> [WHAT THE TASK ASKS] Please return the lines of the data below, word for word, from the first line through the line containing "URL so they".

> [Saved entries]
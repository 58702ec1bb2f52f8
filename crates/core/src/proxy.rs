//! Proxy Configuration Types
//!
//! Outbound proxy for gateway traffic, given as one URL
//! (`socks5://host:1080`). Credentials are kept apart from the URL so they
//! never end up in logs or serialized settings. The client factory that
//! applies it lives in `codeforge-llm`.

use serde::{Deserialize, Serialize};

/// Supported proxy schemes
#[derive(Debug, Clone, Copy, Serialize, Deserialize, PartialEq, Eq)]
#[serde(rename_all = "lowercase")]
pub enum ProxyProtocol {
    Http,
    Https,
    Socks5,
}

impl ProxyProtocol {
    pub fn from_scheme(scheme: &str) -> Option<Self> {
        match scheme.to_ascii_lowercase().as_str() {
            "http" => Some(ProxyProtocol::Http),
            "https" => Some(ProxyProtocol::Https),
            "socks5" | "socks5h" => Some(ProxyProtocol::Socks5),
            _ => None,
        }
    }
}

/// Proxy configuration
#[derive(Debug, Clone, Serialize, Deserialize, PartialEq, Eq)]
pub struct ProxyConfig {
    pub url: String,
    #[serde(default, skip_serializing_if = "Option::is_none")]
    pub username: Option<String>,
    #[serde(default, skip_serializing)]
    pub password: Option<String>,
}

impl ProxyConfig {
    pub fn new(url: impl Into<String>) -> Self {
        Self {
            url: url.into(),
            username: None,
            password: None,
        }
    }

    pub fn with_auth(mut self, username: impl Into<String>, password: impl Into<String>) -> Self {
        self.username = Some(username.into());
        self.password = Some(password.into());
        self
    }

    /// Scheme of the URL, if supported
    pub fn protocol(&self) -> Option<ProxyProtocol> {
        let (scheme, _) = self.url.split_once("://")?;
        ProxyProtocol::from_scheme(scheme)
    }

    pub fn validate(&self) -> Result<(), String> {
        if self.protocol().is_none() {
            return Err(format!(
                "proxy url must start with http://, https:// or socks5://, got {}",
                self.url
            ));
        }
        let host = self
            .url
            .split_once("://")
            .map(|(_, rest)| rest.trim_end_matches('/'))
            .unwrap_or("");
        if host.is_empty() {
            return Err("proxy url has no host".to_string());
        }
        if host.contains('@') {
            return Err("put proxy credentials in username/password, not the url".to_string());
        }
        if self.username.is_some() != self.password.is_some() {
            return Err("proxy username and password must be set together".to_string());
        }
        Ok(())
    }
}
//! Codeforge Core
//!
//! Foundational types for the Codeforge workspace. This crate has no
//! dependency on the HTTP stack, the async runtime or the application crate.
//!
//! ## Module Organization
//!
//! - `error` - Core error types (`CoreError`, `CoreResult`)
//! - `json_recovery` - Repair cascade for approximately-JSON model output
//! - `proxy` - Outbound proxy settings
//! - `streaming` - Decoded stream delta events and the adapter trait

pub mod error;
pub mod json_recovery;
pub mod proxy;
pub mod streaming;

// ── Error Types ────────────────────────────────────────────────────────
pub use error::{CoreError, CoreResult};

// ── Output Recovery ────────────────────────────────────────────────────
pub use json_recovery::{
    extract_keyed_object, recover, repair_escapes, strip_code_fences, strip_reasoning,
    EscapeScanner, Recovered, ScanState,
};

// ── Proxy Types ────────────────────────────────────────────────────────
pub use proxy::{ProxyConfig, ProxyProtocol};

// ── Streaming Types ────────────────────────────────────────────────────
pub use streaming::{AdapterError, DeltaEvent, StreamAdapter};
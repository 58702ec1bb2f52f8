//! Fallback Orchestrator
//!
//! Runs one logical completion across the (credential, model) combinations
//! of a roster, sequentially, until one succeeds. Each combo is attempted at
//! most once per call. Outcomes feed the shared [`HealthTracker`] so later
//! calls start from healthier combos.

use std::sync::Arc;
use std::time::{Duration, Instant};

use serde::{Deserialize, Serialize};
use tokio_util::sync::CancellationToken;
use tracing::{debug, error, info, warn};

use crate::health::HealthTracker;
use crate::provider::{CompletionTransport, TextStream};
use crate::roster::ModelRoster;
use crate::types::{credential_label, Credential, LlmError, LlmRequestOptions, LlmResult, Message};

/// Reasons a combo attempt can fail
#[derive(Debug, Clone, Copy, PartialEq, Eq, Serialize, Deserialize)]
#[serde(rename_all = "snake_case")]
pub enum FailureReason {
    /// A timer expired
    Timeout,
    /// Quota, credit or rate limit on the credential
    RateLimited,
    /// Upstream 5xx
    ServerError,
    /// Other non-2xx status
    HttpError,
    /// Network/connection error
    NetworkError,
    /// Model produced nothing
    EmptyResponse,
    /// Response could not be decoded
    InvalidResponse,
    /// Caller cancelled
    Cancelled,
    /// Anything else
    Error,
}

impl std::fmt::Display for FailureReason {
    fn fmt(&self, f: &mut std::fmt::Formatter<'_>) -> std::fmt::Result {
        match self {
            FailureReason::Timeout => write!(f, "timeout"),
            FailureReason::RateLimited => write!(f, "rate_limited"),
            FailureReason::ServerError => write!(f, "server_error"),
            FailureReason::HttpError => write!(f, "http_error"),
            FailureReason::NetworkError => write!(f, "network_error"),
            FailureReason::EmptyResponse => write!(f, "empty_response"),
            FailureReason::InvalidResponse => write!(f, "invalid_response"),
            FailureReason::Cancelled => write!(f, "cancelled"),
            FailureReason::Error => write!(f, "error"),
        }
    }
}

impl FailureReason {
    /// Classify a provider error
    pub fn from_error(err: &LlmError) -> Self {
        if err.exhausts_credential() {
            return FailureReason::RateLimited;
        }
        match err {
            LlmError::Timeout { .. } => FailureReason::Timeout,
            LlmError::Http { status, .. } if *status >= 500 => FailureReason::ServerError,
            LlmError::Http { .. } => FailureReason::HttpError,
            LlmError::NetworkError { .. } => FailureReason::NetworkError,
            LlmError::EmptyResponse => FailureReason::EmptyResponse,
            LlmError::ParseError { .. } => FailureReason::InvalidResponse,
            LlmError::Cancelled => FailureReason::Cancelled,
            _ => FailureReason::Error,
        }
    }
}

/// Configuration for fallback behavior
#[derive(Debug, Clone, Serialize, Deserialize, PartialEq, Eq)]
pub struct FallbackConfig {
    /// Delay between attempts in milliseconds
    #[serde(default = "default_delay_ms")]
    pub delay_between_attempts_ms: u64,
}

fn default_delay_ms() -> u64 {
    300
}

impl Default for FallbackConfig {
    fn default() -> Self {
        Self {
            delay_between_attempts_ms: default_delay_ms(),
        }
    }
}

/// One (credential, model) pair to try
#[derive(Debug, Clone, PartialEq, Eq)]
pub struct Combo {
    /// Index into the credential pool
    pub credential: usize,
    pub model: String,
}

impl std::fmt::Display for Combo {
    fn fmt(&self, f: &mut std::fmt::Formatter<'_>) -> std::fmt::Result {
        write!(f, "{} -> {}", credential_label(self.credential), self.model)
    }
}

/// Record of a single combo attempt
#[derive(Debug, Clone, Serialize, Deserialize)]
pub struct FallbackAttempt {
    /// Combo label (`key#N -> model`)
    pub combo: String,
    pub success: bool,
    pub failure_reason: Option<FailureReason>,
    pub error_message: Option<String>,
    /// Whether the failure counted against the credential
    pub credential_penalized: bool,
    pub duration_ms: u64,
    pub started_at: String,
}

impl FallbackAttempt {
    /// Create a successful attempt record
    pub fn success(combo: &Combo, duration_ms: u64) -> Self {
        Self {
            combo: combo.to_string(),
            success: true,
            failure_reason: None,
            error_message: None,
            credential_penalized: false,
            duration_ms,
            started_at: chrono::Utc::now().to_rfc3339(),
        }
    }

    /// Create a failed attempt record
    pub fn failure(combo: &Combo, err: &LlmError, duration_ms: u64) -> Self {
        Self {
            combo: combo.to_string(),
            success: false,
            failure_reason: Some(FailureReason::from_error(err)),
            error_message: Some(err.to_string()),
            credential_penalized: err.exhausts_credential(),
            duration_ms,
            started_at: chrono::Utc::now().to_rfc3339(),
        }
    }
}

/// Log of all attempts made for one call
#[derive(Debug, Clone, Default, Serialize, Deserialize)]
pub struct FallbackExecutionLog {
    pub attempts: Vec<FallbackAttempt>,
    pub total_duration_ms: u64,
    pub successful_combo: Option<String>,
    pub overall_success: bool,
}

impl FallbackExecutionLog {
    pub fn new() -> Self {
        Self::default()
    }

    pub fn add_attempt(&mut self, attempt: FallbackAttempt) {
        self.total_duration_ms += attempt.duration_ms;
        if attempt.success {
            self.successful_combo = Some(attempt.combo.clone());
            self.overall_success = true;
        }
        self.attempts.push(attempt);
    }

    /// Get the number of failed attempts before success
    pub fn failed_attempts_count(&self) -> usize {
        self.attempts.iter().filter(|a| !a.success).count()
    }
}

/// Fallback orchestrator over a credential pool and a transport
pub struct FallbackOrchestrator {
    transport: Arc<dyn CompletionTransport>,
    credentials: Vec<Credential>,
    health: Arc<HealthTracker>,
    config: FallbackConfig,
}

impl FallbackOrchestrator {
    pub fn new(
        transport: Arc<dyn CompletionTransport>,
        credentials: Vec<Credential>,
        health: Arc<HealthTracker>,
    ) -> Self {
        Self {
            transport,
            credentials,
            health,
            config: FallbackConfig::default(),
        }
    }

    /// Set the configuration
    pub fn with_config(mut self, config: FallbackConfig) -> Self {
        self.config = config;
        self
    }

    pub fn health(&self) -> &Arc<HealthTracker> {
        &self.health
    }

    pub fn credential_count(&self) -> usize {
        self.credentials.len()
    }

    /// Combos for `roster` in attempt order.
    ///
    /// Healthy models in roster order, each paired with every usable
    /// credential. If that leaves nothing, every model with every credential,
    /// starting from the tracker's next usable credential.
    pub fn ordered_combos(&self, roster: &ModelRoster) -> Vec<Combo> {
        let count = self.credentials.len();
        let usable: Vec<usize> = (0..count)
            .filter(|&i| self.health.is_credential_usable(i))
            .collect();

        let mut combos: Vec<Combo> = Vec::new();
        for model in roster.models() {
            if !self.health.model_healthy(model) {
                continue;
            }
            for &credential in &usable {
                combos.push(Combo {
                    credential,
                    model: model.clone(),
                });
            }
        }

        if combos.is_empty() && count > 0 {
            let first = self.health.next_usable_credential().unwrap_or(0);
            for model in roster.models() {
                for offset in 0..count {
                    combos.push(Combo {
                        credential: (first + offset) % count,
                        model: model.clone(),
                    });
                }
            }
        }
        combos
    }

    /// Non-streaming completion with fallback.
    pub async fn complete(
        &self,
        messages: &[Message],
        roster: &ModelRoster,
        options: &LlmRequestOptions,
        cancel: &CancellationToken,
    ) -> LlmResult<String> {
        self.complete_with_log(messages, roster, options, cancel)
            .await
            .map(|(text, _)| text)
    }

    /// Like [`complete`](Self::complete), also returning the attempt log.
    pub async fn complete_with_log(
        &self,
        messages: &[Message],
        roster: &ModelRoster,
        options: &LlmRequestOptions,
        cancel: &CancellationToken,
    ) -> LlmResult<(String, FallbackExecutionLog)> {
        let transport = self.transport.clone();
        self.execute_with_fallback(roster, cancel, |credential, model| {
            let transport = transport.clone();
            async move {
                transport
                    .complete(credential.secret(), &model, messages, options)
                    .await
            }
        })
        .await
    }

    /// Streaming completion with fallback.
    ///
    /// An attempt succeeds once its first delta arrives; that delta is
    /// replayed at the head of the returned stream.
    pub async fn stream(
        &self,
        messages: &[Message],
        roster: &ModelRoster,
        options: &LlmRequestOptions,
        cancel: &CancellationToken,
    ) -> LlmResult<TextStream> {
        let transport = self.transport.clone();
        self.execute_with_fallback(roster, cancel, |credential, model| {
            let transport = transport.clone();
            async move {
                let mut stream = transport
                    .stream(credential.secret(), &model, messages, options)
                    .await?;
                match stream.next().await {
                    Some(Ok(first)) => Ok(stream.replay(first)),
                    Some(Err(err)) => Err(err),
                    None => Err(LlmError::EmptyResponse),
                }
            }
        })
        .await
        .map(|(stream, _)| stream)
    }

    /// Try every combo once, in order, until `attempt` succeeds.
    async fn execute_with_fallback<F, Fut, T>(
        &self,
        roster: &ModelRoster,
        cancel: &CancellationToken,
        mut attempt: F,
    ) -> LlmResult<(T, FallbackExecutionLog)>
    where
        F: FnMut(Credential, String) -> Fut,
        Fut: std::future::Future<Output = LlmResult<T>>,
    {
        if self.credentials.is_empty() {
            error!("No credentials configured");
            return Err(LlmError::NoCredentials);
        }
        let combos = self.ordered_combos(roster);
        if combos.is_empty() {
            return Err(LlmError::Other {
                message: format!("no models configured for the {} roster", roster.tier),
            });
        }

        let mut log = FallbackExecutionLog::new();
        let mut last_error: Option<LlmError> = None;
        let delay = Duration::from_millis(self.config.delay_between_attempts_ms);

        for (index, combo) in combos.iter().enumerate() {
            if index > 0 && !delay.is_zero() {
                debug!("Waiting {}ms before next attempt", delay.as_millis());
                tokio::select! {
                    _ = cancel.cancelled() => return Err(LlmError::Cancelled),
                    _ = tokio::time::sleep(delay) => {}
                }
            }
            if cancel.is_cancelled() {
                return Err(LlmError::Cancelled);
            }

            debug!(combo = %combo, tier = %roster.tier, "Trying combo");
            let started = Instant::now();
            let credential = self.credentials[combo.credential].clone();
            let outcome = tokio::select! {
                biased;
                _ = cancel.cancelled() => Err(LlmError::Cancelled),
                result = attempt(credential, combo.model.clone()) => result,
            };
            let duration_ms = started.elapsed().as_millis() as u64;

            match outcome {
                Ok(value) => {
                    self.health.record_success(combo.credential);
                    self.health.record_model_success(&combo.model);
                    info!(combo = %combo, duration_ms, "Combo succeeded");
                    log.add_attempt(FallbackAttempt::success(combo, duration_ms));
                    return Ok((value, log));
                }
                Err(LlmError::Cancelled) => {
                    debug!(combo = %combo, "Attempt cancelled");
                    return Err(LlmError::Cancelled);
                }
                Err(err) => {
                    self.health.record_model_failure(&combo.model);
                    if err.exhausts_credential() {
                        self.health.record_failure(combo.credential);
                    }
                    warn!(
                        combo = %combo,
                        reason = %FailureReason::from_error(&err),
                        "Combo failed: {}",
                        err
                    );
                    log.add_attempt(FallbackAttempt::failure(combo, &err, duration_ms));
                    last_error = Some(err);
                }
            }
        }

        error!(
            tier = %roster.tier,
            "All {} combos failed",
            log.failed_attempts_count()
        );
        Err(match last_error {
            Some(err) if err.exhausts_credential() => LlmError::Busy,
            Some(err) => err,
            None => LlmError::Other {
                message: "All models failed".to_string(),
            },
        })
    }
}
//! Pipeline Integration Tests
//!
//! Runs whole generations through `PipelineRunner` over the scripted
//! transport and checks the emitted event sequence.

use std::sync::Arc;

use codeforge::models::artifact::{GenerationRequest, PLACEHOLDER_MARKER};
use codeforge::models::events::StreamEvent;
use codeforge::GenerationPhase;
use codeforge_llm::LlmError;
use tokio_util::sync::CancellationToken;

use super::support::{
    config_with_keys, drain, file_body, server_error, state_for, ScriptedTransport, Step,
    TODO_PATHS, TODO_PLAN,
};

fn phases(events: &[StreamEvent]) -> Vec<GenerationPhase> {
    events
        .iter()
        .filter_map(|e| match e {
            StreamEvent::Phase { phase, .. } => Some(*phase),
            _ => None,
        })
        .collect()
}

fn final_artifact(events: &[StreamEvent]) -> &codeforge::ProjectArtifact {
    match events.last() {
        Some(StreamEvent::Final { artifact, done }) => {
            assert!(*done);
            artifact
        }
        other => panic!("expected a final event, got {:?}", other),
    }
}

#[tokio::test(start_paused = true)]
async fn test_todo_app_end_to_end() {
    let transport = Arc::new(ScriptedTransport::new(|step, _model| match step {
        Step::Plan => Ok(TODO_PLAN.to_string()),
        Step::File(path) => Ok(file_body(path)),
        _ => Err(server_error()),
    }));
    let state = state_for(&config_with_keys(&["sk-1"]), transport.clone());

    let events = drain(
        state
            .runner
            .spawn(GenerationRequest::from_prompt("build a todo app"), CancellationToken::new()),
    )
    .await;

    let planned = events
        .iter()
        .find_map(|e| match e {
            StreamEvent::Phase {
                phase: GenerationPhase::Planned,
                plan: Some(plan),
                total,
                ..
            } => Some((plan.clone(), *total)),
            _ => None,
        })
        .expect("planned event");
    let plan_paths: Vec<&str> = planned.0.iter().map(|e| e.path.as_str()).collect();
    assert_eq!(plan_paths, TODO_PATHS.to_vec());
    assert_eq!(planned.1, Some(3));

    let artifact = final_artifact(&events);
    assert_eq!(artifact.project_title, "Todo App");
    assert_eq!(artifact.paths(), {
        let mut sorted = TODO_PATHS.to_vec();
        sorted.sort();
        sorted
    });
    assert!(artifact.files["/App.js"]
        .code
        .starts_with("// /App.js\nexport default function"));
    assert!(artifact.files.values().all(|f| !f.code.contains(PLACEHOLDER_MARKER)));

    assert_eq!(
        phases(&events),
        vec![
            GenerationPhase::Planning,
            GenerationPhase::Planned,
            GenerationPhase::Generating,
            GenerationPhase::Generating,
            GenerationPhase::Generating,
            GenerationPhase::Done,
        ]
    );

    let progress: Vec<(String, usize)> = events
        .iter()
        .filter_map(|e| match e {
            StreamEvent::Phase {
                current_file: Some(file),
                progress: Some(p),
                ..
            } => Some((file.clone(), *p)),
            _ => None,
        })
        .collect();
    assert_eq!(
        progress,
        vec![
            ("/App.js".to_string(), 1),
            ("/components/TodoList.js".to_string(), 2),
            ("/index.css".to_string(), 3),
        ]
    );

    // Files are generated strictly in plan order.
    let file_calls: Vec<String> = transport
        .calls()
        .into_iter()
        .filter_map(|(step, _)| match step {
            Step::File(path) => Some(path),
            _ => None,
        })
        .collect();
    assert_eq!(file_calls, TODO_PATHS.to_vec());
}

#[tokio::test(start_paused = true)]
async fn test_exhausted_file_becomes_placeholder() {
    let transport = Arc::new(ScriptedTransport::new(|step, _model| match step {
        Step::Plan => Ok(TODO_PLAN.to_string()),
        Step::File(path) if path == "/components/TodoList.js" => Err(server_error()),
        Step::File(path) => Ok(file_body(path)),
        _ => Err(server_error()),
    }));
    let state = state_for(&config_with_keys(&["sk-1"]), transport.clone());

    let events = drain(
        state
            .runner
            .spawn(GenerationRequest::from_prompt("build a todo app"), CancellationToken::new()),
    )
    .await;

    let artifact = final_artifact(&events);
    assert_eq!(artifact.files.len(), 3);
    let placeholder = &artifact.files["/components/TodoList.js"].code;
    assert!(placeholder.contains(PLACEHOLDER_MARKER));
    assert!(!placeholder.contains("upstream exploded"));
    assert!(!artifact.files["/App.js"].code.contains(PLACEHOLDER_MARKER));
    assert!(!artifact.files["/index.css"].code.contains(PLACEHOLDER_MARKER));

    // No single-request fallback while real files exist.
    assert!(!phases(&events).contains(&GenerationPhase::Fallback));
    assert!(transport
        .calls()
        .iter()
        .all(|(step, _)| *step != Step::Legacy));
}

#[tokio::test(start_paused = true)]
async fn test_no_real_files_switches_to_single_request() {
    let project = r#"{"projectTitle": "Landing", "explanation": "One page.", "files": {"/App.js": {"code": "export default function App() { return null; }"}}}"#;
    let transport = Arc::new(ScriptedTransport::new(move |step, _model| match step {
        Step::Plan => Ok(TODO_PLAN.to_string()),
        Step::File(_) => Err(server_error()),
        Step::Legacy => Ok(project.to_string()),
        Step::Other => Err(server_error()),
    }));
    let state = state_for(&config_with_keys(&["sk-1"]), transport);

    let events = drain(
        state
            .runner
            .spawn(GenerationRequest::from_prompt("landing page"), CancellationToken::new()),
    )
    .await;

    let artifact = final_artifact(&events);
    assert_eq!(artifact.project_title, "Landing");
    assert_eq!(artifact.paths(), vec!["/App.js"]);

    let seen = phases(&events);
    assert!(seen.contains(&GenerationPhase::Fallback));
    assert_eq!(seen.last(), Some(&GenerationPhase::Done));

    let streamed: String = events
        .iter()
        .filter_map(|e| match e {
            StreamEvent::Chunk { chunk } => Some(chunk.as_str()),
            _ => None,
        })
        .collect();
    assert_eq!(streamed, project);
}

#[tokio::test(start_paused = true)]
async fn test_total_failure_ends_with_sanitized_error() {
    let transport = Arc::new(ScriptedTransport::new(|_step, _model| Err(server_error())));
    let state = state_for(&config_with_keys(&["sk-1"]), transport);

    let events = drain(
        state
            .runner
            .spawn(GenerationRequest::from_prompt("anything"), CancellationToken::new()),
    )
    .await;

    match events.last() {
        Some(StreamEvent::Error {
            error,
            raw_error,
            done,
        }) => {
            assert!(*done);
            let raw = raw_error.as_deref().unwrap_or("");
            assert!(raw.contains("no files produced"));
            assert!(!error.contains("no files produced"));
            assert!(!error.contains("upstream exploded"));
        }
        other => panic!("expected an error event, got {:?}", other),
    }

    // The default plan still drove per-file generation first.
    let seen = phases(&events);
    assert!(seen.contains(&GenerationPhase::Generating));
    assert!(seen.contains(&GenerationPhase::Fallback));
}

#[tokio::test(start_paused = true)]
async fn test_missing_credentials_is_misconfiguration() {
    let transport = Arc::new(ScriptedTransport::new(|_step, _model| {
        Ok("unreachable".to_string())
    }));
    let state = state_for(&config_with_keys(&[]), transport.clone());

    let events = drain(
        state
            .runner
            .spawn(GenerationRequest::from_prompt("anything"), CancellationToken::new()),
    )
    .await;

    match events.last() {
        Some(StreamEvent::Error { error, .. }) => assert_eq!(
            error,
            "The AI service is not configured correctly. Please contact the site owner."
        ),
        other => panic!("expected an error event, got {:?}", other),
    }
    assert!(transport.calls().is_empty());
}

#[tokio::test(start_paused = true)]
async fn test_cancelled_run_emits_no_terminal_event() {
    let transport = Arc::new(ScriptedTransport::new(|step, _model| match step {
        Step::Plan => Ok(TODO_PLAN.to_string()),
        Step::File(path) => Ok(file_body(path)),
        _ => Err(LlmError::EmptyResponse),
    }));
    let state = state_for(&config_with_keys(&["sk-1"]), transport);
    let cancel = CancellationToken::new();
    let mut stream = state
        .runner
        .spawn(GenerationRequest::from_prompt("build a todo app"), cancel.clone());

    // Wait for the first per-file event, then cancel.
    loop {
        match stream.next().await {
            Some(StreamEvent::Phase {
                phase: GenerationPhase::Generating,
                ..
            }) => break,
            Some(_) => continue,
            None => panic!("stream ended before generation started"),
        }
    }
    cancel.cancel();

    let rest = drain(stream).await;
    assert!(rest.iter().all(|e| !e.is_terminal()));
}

> [RESULT FOR THIS EXERCISE]
repository 58702ec1bb2f52f8
filename crates/core/src/proxy.rs
//! Proxy Configuration Types
//!
//! Outbound proxy for gateway traffic, given as one URL
//! (`socks5://host:1080`). Credentials are kept apart from the URL so they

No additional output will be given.